50 snippets is a good starting point, but you'll most likely have to cut out more as you go along. I usually like to start with one main image, whichever one speaks to me the loudest, and place it at the center of my surface. This will become the main focal point, and all the other clippings will circle around it. Using a paintbrush or sponge applicator, apply a thin coating of glue to the surface and then adhere the clipping. Arrange the other clippings around it, overlapping the edges so there is no white space. After you've finished pasting all the different elements, use Mod Podge to apply an additional thin layer of glue over top of the entire surface.
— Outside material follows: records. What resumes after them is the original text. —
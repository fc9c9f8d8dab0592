// Criterion comparison of the three result layouts on one fixed dataset.

use criterion::{black_box, criterion_group, criterion_main, BenchmarkId, Criterion, Throughput};
use false_sharing_bench::{partition, run, seeded_rng, Dataset, Layout};
use std::num::NonZeroUsize;

const ARRAY_SIZE: usize = 4_000_000;

fn benchmark_layouts(c: &mut Criterion) {
    let dataset = Dataset::generate(ARRAY_SIZE, 0..=5, &mut seeded_rng(Some(42)))
        .expect("benchmark dataset");

    let mut group = c.benchmark_group("count_ones");
    group.throughput(Throughput::Elements(ARRAY_SIZE as u64));

    for threads in [1, 2, 4, 8] {
        let workers = NonZeroUsize::new(threads).expect("non-zero thread count");
        let partitions = partition(dataset.len(), workers).expect("partitions");

        for layout in Layout::ALL {
            group.bench_with_input(
                BenchmarkId::new(layout.name(), threads),
                &partitions,
                |b, partitions| {
                    b.iter(|| run(layout, black_box(&dataset), partitions, black_box(1)))
                },
            );
        }
    }

    group.finish();
}

criterion_group!(benches, benchmark_layouts);
criterion_main!(benches);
This will smooth down any stray corners, protect the surface by sealing the collage in place and create a nice, polished finish.
THINGS TO COLLAGE
- BOXES -- shoeboxes, trinket boxes, index card holders, keepsake boxes
- PICTURE FRAMES -- wooden frames, metal frames, or collage a piece of paper that goes inside the frame
- LIGHT SWITCH COVERS
- BOOK COVERS -- sketchbooks, journals, binders
- BOOKS -- make an altered book by collaging not only the cover, but the inside pages of the book as well
A photomontage is a combination of several photographs joined together for artistic effect or to show more of the subject than can be shown in a single photograph. It is arranged in the same style as a regular collage, just do NOT apply any glue over the photographs once you are finished as this will smear and blur the ink on the pictures and ruin your design. In addition to making great gifts, photomontages are also customarily seen as memorials honoring the life of someone who has passed, or creations celebrating a marriage, birth or graduation.
An assemblage is another type of altered art that uses flat, one-dimensional images and cut-outs along with 3-D objects to enhance items such as a spice rack, picture frame or napkin holder.